Issue: agentjido/jido_ai#170
Date: 2026-02-23
Jido.AI should not switch ReAct tool execution to auto-apply effects by default.
Instead:
- Keep the default contract data-first (
{:ok, result}/{:error, reason}) for tool outputs. - Preserve any returned effects as structured metadata.
- Add an explicit, opt-in strategy/runtime mode that can apply a constrained subset of effects (first
StateOp, then possibly allowlisted directives).
This gives us ecosystem consistency with core Jido capabilities without breaking current signal contracts, policy normalization, strategy assumptions, or checkpoint/replay behavior.
Core Jido execution already supports {:ok, result, effects}:
Jido.Agent.Strategy.Directapplies effects.Jido.Agent.Strategy.FSMapplies effects.- AgentServer normalizes execution payloads with an explicit
effectsfield.
But current AI tool paths are effectively data-only:
Turnexposes execute results as{:ok, term} | {:error, map}.Turn.execute_internal/6drops 3rd tuple values fromJido.Exec.run/4.- ReAct runner and ToolExec consumers are built around 2-tuple result contracts.

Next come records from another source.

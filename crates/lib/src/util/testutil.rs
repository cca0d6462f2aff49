//! Test utilities for kapply-lib.
//!
//! An in-memory cluster that speaks the [`ObjectClient`] and
//! [`ClientProvider`] seams, a static [`RestMapper`] and a counting
//! [`ClientFactory`], so the apply pipeline runs without an API server.

use std::collections::HashMap;
use std::marker::PhantomData;
use std::sync::atomic::{AtomicUsize, Ordering};
use std::sync::{Arc, Mutex, MutexGuard};

use async_trait::async_trait;
use kube::api::DynamicObject;
use kube::core::GroupVersionKind;
use kube::discovery::ApiResource;
use serde::Serialize;
use serde::de::DeserializeOwned;
use serde_json::{Value, json};

use crate::client::{ClientCacheEntry, ClientError, ClientFactory, ClientProvider, ObjectClient, RestMapper, RestMapping};
use crate::kinds::TypedKind;

type Key = (String, Option<String>, String);
type GetHook = Box<dyn FnMut(&mut Value) + Send>;

#[derive(Default)]
struct ClusterState {
  objects: HashMap<Key, Value>,
  created: Vec<String>,
  creates: usize,
  create_attempts: usize,
  updates: usize,
  gets: usize,
  create_failures: HashMap<(String, String), u16>,
  get_hooks: HashMap<(String, String), GetHook>,
}

/// Shared in-memory object store. Clones see the same objects.
#[derive(Clone, Default)]
pub struct FakeCluster {
  state: Arc<Mutex<ClusterState>>,
}

impl FakeCluster {
  pub fn new() -> Self {
    Self::default()
  }

  fn state(&self) -> MutexGuard<'_, ClusterState> {
    self.state.lock().unwrap_or_else(|e| e.into_inner())
  }

  /// The stored object, as the API server would return it.
  pub fn object(&self, kind: &str, namespace: Option<&str>, name: &str) -> Option<Value> {
    let key = (kind.to_string(), namespace.map(str::to_string), name.to_string());
    self.state().objects.get(&key).cloned()
  }

  /// Successful creates.
  pub fn creates(&self) -> usize {
    self.state().creates
  }

  /// Names of created objects, in creation order.
  pub fn created_names(&self) -> Vec<String> {
    self.state().created.clone()
  }

  /// Every create call, including failed ones.
  pub fn create_attempts(&self) -> usize {
    self.state().create_attempts
  }

  pub fn updates(&self) -> usize {
    self.state().updates
  }

  pub fn gets(&self) -> usize {
    self.state().gets
  }

  /// Make every create of `kind`/`name` fail with HTTP `code`.
  pub fn fail_create(&self, kind: &str, name: &str, code: u16) {
    self
      .state()
      .create_failures
      .insert((kind.to_string(), name.to_string()), code);
  }

  /// Run `hook` on the stored `kind`/`name` object before each get returns
  /// it. Gets of missing objects do not run the hook.
  pub fn on_get(&self, kind: &str, name: &str, hook: impl FnMut(&mut Value) + Send + 'static) {
    self
      .state()
      .get_hooks
      .insert((kind.to_string(), name.to_string()), Box::new(hook));
  }

  fn objects<K>(&self, kind: &str, namespace: Option<&str>) -> FakeObjects<K> {
    FakeObjects {
      cluster: self.clone(),
      kind: kind.to_string(),
      namespace: namespace.map(str::to_string),
      _kind: PhantomData,
    }
  }
}

impl ClientProvider for FakeCluster {
  fn typed<K: TypedKind>(&self, namespace: &str) -> Box<dyn ObjectClient<K>> {
    let namespace = K::NAMESPACED.then_some(namespace);
    Box::new(self.objects::<K>(<K as k8s_openapi::Resource>::KIND, namespace))
  }

  fn dynamic(&self, resource: &ApiResource, namespace: Option<&str>) -> Box<dyn ObjectClient<DynamicObject>> {
    Box::new(self.objects::<DynamicObject>(&resource.kind, namespace))
  }
}

fn api_error(code: u16, reason: &str, message: String) -> ClientError {
  ClientError::Api {
    code,
    reason: reason.to_string(),
    message,
  }
}

fn object_name(value: &Value) -> Result<String, ClientError> {
  value["metadata"]["name"]
    .as_str()
    .map(str::to_string)
    .ok_or(ClientError::MissingName)
}

fn resource_version(value: &Value) -> Option<u64> {
  value["metadata"]["resourceVersion"].as_str()?.parse().ok()
}

/// One kind in one scope of a [`FakeCluster`].
struct FakeObjects<K> {
  cluster: FakeCluster,
  kind: String,
  namespace: Option<String>,
  _kind: PhantomData<fn() -> K>,
}

impl<K> FakeObjects<K> {
  fn key(&self, name: &str) -> Key {
    (self.kind.clone(), self.namespace.clone(), name.to_string())
  }
}

#[async_trait]
impl<K> ObjectClient<K> for FakeObjects<K>
where
  K: Serialize + DeserializeOwned + Send + Sync,
{
  async fn get(&self, name: &str) -> Result<Option<K>, ClientError> {
    let mut state = self.cluster.state();
    state.gets += 1;

    let key = self.key(name);
    let hook_key = (self.kind.clone(), name.to_string());
    let ClusterState { objects, get_hooks, .. } = &mut *state;
    let Some(stored) = objects.get_mut(&key) else {
      return Ok(None);
    };
    if let Some(hook) = get_hooks.get_mut(&hook_key) {
      hook(stored);
    }
    Ok(Some(serde_json::from_value(stored.clone())?))
  }

  async fn create(&self, object: &K) -> Result<K, ClientError> {
    let mut value = serde_json::to_value(object)?;
    let name = object_name(&value)?;

    let mut state = self.cluster.state();
    state.create_attempts += 1;

    if let Some(code) = state.create_failures.get(&(self.kind.clone(), name.clone())) {
      return Err(api_error(*code, "InternalError", format!("injected failure creating {name}")));
    }
    let key = self.key(&name);
    if state.objects.contains_key(&key) {
      return Err(api_error(409, "AlreadyExists", format!("{} \"{name}\" already exists", self.kind)));
    }

    if let Some(namespace) = &self.namespace {
      value["metadata"]["namespace"] = json!(namespace);
    }
    value["metadata"]["resourceVersion"] = json!("1");
    state.objects.insert(key, value.clone());
    state.creates += 1;
    state.created.push(name);
    Ok(serde_json::from_value(value)?)
  }

  async fn update(&self, object: &K) -> Result<K, ClientError> {
    let mut value = serde_json::to_value(object)?;
    let name = object_name(&value)?;

    let mut state = self.cluster.state();
    let key = self.key(&name);
    let Some(stored) = state.objects.get(&key) else {
      return Err(api_error(404, "NotFound", format!("{} \"{name}\" not found", self.kind)));
    };
    let current = resource_version(stored).unwrap_or(0);
    if resource_version(&value) != Some(current) {
      return Err(api_error(409, "Conflict", format!("{} \"{name}\" has been modified", self.kind)));
    }

    value["metadata"]["resourceVersion"] = json!((current + 1).to_string());
    state.objects.insert(key, value.clone());
    state.updates += 1;
    Ok(serde_json::from_value(value)?)
  }
}

/// Mark a stored CustomResourceDefinition's `Established` condition.
pub fn set_established(object: &mut Value, status: &str) {
  let kind = object["spec"]["names"]["kind"].clone();
  let plural = object["spec"]["names"]["plural"].clone();
  object["status"] = json!({
    "conditions": [{ "type": "Established", "status": status }],
    "acceptedNames": { "kind": kind, "plural": plural },
    "storedVersions": ["v1"],
  });
}

/// Cache entry over `cluster` with a mapper that knows no kinds.
pub fn fake_entry(cluster: &FakeCluster) -> Arc<ClientCacheEntry<FakeCluster>> {
  fake_entry_with(cluster, StaticMapper::new())
}

pub fn fake_entry_with(cluster: &FakeCluster, mapper: StaticMapper) -> Arc<ClientCacheEntry<FakeCluster>> {
  Arc::new(ClientCacheEntry::new(cluster.clone(), Arc::new(mapper)))
}

/// A [`RestMapper`] over a fixed table. Clones share the table and counter.
#[derive(Clone, Default)]
pub struct StaticMapper {
  mappings: Arc<HashMap<GroupVersionKind, RestMapping>>,
  lookups: Arc<AtomicUsize>,
}

impl StaticMapper {
  pub fn new() -> Self {
    Self::default()
  }

  pub fn with(mut self, group: &str, version: &str, kind: &str, plural: &str, namespaced: bool) -> Self {
    let gvk = GroupVersionKind::gvk(group, version, kind);
    let mapping = RestMapping {
      resource: ApiResource::from_gvk_with_plural(&gvk, plural),
      namespaced,
    };
    Arc::make_mut(&mut self.mappings).insert(gvk, mapping);
    self
  }

  pub fn lookups(&self) -> usize {
    self.lookups.load(Ordering::SeqCst)
  }
}

#[async_trait]
impl RestMapper for StaticMapper {
  async fn mapping(&self, gvk: &GroupVersionKind) -> Result<RestMapping, ClientError> {
    self.lookups.fetch_add(1, Ordering::SeqCst);
    self.mappings.get(gvk).cloned().ok_or_else(|| ClientError::Discovery {
      kind: format!("{}/{} {}", gvk.group, gvk.version, gvk.kind),
      message: "not served".to_string(),
    })
  }
}

/// [`ClientFactory`] handing out entries over one shared [`FakeCluster`].
#[derive(Clone, Default)]
pub struct FakeFactory {
  cluster: FakeCluster,
  mapper: StaticMapper,
  builds: Arc<AtomicUsize>,
  failing: bool,
}

impl FakeFactory {
  pub fn new() -> Self {
    Self::default()
  }

  /// Every build fails with a transport error.
  pub fn failing(mut self) -> Self {
    self.failing = true;
    self
  }

  pub fn with_mapper(mut self, mapper: StaticMapper) -> Self {
    self.mapper = mapper;
    self
  }

  pub fn cluster(&self) -> &FakeCluster {
    &self.cluster
  }

  pub fn builds(&self) -> usize {
    self.builds.load(Ordering::SeqCst)
  }
}

#[async_trait]
impl ClientFactory for FakeFactory {
  type Provider = FakeCluster;

  async fn build(&self, credential: &str) -> Result<ClientCacheEntry<FakeCluster>, ClientError> {
    self.builds.fetch_add(1, Ordering::SeqCst);
    // Widen the window for concurrent resolves.
    for _ in 0..4 {
      tokio::task::yield_now().await;
    }
    if self.failing {
      return Err(ClientError::Transport(format!("cannot reach cluster for {credential}")));
    }
    Ok(ClientCacheEntry::new(self.cluster.clone(), Arc::new(self.mapper.clone())))
  }
}
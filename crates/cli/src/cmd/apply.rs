//! Implementation of the `kapply apply` command.
//!
//! Renders each manifest with the given parameters and applies them to the
//! cluster in order, stopping at the first failure.

use std::path::Path;
use std::time::Instant;

use anyhow::{Context, Result};
use kapply_lib::Batch;
use kapply_lib::render::TemplateRenderer;
use tracing::info;

use super::{ClusterArgs, ManifestArgs, cancel_on_interrupt, load_config, manifest_refs, reconciler};
use crate::output::{OutputFormat, print_report};

/// Execute the apply command.
///
/// Compiled-in kinds are applied through their typed clients and everything
/// else through discovery. `generic` sends every manifest through discovery.
pub fn cmd_apply(
  source: &ManifestArgs,
  cluster: &ClusterArgs,
  config: Option<&Path>,
  generic: bool,
  manifests: &[String],
  format: OutputFormat,
) -> Result<()> {
  let config = load_config(config)?;
  let params = source.render_params()?;
  let credential = cluster.credential()?;
  let refs = manifest_refs(manifests);
  let reconciler = reconciler(source, config);

  let rt = tokio::runtime::Runtime::new().context("Failed to create async runtime")?;
  let started = Instant::now();
  let report = rt.block_on(async {
    let batch = Batch::new(&credential, &refs)
      .with_render(&TemplateRenderer)
      .with_params(params)
      .with_cancel(cancel_on_interrupt());
    if generic {
      reconciler.apply_generic(&batch, None).await
    } else {
      reconciler.apply_any(&batch, None).await
    }
  })?;

  info!(manifests = report.len(), "apply finished");
  print_report(&report, started.elapsed(), format)
}
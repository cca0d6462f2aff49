//! Reconciler configuration.
//!
//! ```toml
//! default_namespace = "default"
//! request_timeout = "30s"
//!
//! [establish]
//! interval = "5s"
//! timeout = "10m"
//! attempts = 3
//! ```
//!
//! Every key is optional. Durations use `humantime` syntax.

use std::path::{Path, PathBuf};
use std::time::Duration;

use serde::{Deserialize, Serialize};
use thiserror::Error;

use crate::establish::EstablishPolicy;

#[derive(Debug, Error)]
pub enum ConfigError {
  #[error("failed to read config {path}: {source}")]
  Io {
    path: PathBuf,
    #[source]
    source: std::io::Error,
  },

  #[error("invalid config: {0}")]
  Parse(#[from] toml::de::Error),

  #[error("invalid config: {key} {reason}")]
  OutOfRange { key: &'static str, reason: &'static str },
}

#[derive(Debug, Clone, PartialEq, Eq, Serialize, Deserialize)]
#[serde(default)]
pub struct ReconcileConfig {
  /// Namespace for namespaced manifests that do not name one.
  pub default_namespace: String,
  /// Upper bound on reading a single API response.
  #[serde(with = "duration")]
  pub request_timeout: Duration,
  pub establish: EstablishPolicy,
}

impl Default for ReconcileConfig {
  fn default() -> Self {
    Self {
      default_namespace: "default".to_string(),
      request_timeout: Duration::from_secs(30),
      establish: EstablishPolicy::default(),
    }
  }
}

impl ReconcileConfig {
  pub fn from_toml_str(input: &str) -> Result<Self, ConfigError> {
    let config: Self = toml::from_str(input)?;
    config.validate()?;
    Ok(config)
  }

  pub fn load(path: &Path) -> Result<Self, ConfigError> {
    let input = std::fs::read_to_string(path).map_err(|source| ConfigError::Io {
      path: path.to_path_buf(),
      source,
    })?;
    Self::from_toml_str(&input)
  }

  /// Reject values the establish loop cannot run with.
  pub fn validate(&self) -> Result<(), ConfigError> {
    let establish = &self.establish;
    if establish.interval.is_zero() {
      return Err(ConfigError::OutOfRange {
        key: "establish.interval",
        reason: "must be greater than zero",
      });
    }
    if establish.timeout.is_zero() {
      return Err(ConfigError::OutOfRange {
        key: "establish.timeout",
        reason: "must be greater than zero",
      });
    }
    if establish.attempts == 0 {
      return Err(ConfigError::OutOfRange {
        key: "establish.attempts",
        reason: "must be at least 1",
      });
    }
    Ok(())
  }
}

/// `humantime` (de)serialization for [`Duration`] fields.
pub(crate) mod duration {
  use std::time::Duration;

  use serde::{Deserialize, Deserializer, Serializer, de};

  pub fn serialize<S: Serializer>(value: &Duration, serializer: S) -> Result<S::Ok, S::Error> {
    serializer.serialize_str(&humantime::format_duration(*value).to_string())
  }

  pub fn deserialize<'de, D: Deserializer<'de>>(deserializer: D) -> Result<Duration, D::Error> {
    let raw = String::deserialize(deserializer)?;
    humantime::parse_duration(&raw).map_err(de::Error::custom)
  }
}
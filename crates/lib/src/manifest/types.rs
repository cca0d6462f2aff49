use std::fmt;

use serde::{Deserialize, Serialize};

/// Opaque path-like key naming one manifest in a [`super::ManifestSource`].
///
/// # Example
///
/// ```
/// use kapply_lib::manifest::ManifestRef;
///
/// let r = ManifestRef::from("components/openshift-dns/dns/namespace.yaml");
/// assert_eq!(r.as_str(), "components/openshift-dns/dns/namespace.yaml");
/// ```
#[derive(Debug, Clone, PartialEq, Eq, PartialOrd, Ord, Hash, Serialize, Deserialize)]
#[serde(transparent)]
pub struct ManifestRef(String);

impl ManifestRef {
  pub fn new(key: impl Into<String>) -> Self {
    Self(key.into())
  }

  pub fn as_str(&self) -> &str {
    &self.0
  }
}

impl fmt::Display for ManifestRef {
  fn fmt(&self, f: &mut fmt::Formatter<'_>) -> fmt::Result {
    f.write_str(&self.0)
  }
}

impl From<&str> for ManifestRef {
  fn from(s: &str) -> Self {
    Self(s.to_string())
  }
}

impl From<String> for ManifestRef {
  fn from(s: String) -> Self {
    Self(s)
  }
}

- Policy plugin normalizes result envelopes to 2-tuple forms.
So the current system has a mismatch: core engine is effect-capable; AI tool boundary is not.
Runtime emits tool result data; caller applies effects manually if desired.
Pros:
- Stable and predictable public behavior.
- Compatible with current signal/plugin contracts.
- Safer by default for model-driven tool invocation.
- Cleaner for standalone ReAct streams and checkpoint continuation.
Cons:
- Extra plumbing for advanced workflows that want effect semantics.
- Lower parity with core Jido instruction model.
Runtime applies StateOp/directives returned by tool actions.
Pros:
- Full parity with core Jido execution semantics.
- More powerful and expressive tool actions.
- Less custom orchestration glue for advanced agents.
Cons:
- Broad compatibility blast radius (signals, policy plugin, strategies, tests, docs).
- Potential nondeterminism when multiple tools execute concurrently.
- Larger security/trust surface (model-selected tools can mutate runtime state).
- Harder replay/checkpoint semantics and observability contracts.
- Directly impacted in runner and strategy event payloads.
- Existing assumptions on tuple shapes would need migration.
- Concurrency ordering policy becomes a first-class design concern if effects are applied.
- Uses
Directive.ToolExecandai.tool.resultsignal flow. - Would need aligned envelope changes if effects are attached or applied.
- Many routes currently noop
ai.tool.result. - They remain stable if we keep default behavior unchanged.
- They are affected only if we force new result envelopes globally.
- Currently consume
Turn.run_tools/run_tool_callsas data. - Auto-effect behavior here would be surprising unless explicitly configured.
- Today it enforces normalization around 2-tuple result envelopes.
- Any 3-tuple leak or shape change will get treated as malformed unless policy contracts are updated.
Adopt a staged hybrid:
-
Capture effects, do not auto-apply (default).
Preserve effect payloads as metadata (effects) while keepingresultunchanged. -
Add opt-in effect application at strategy/runtime boundary.
Example flag:apply_tool_effects?: true, defaultfalse. -
Start with
StateOponly.
Apply only recognized state ops in controlled order. -
Gate directives behind allowlist + explicit config.
Do not auto-run arbitrary directives from tool return values. -
Define deterministic semantics before enabling by default.
If multiple tools produce effects in one round, define strict ordering guarantees.
This path preserves current behavior while creating a clean migration path to richer semantics.
If a tool needs to influence state now, do not rely on {:ok, result, effects} in tool actions.
Use one of these:
- Emit structured data in
resultand let the strategy explicitly interpret/apply it. - Move effectful logic into first-class strategy instruction flows where
Jido.Execeffect semantics are already handled. - Keep tool actions side-effect free and perform mutations in deterministic post-tool strategy code.
That is less elegant, but it is currently the safest and most predictable pattern.
- Should tool effect application be considered part of public
Jido.AIcontract, or an advanced internal capability? - If enabled, is ordering by completion time acceptable, or do we need deterministic ordered application?
- Should standalone ReAct and agent-hosted ReAct share identical effect semantics?
- Do we want one unified result envelope across
ai.llm.responseandai.tool.resultthat includes optionaleffects? - Which directive classes, if any, are safe enough to allow from tool-returned effects?
Defaulting to effect-aware tool execution now is high-risk for compatibility and safety.
A data-first default with explicit, constrained opt-in effect application is the best tradeoff for Jido today.